Through his company, Nelson has become a kind of philanthropic social venture capitalist. He has taken economically, civically, or otherwise socially stigmatized persons and credited their own social accounts with a sort of capital they could never have achieved on their own: trust, reputation, a sense of worth, dignity, and belonging. These are the very things Christ gave to tax collectors, prostitutes, and fishermen.
In one of the most economically depressed regions of New York, Nelson's Lamp Lighters gives its employees the basic tools to get started and a further opportunity to grow. And they do. Currently, all of the project managers were hired without previous experience and have come up through the ranks to take on senior leadership roles. The story is the same for about 50 percent of our on-site supervisors, and at least three-quarters of our apprentices and helpers.

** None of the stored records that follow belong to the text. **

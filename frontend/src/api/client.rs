use reqwest::{Client, StatusCode};
use serde::Serialize;
use serde_json::Value;

use crate::{api::types::ApiError, config};

#[derive(Clone, Debug)]
pub struct ApiClient {
    client: Client,
    base_url: Option<String>,
}

impl Default for ApiClient {
    fn default() -> Self {
        Self::new()
    }
}

impl ApiClient {
    pub fn new() -> Self {
        Self {
            client: Client::new(),
            base_url: None,
        }
    }

    pub fn new_with_base_url(base_url: impl Into<String>) -> Self {
        Self {
            client: Client::new(),
            base_url: Some(base_url.into()),
        }
    }

    pub(crate) fn http_client(&self) -> &Client {
        &self.client
    }

    pub(crate) async fn resolved_base_url(&self) -> String {
        let base = if let Some(base) = &self.base_url {
            base.clone()
        } else {
            config::await_api_base_url().await
        };
        base.trim_end_matches('/').to_string()
    }

    /// POSTs `body` to `{base}/{path}` and returns the decoded JSON body of a
    /// 2xx response. Failures are collapsed into an `ApiError` whose message
    /// prefers the server's `message` field, then the transport message, then
    /// `fallback`.
    pub(crate) async fn post_json<B>(
        &self,
        path: &str,
        body: &B,
        fallback: &str,
    ) -> Result<Value, ApiError>
    where
        B: Serialize + ?Sized,
    {
        let base_url = self.resolved_base_url().await;
        let url = format!("{}/{}", base_url, path.trim_start_matches('/'));
        log::debug!("POST {}", url);

        let response = self
            .http_client()
            .post(&url)
            .json(body)
            .send()
            .await
            .map_err(|e| {
                log::warn!("POST {} failed before a response arrived: {}", url, e);
                ApiError::request_failed(non_empty(e.to_string()).unwrap_or_else(|| fallback.into()))
            })?;

        let status = response.status();
        let text = response.text().await.map_err(|e| {
            ApiError::request_failed(non_empty(e.to_string()).unwrap_or_else(|| fallback.into()))
        })?;
        let parsed = if text.trim().is_empty() {
            None
        } else {
            serde_json::from_str::<Value>(&text).ok()
        };

        if status.is_success() {
            Ok(parsed.unwrap_or(Value::Null))
        } else {
            log::warn!("POST {} returned {}", url, status);
            Err(error_from_response(status, parsed.as_ref(), fallback))
        }
    }
}

pub(crate) fn error_from_response(
    status: StatusCode,
    body: Option<&Value>,
    fallback: &str,
) -> ApiError {
    let server_message = body.and_then(|b| b.get("message"));
    if let Some(text) = server_message.and_then(describe_message) {
        let details = server_message.filter(|m| !m.is_string()).cloned();
        return ApiError::server(text, details);
    }

    let transport = match status.canonical_reason() {
        Some(_) => format!("Request failed with status code {}", status.as_u16()),
        None => fallback.to_string(),
    };
    ApiError::server(transport, body.cloned())
}

/// Renders a server `message` value as display text. Structured messages
/// (field → errors maps, lists) are flattened into one line.
pub(crate) fn describe_message(message: &Value) -> Option<String> {
    match message {
        Value::String(text) => non_empty(text.trim().to_string()),
        Value::Array(items) => {
            let parts: Vec<String> = items.iter().filter_map(describe_message).collect();
            non_empty(parts.join("; "))
        }
        Value::Object(map) => {
            let parts: Vec<String> = map
                .iter()
                .filter_map(|(field, value)| {
                    describe_message(value).map(|text| format!("{}: {}", field, text))
                })
                .collect();
            non_empty(parts.join("; "))
        }
        Value::Null => None,
        other => Some(other.to_string()),
    }
}

fn non_empty(value: String) -> Option<String> {
    if value.is_empty() {
        None
    } else {
        Some(value)
    }
}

It's also my story. Several years after starting out with zero trade experience, I now maintain a backlog of work large enough to keep 30-40 electricians employed, overseeing the annual purchase of millions of dollars worth of materials, assisting with the executive side of project management, and occasionally getting to talk theology with Nelson. And yet, perhaps the greatest thing Nelson has given me is a picture of an embodied Christ—a tradesman crafting a work environment where integrity, human dignity, and empowerment are simply part of the daily grind. On the outside, Lamp Lighters might look like just another construction company where individuals with low-income backgrounds and limited futures cycle in and out. But I know it as much more than that—a catalyst for growth not only for Nelson's employees, but their families, the wider community, and the rust belt beside.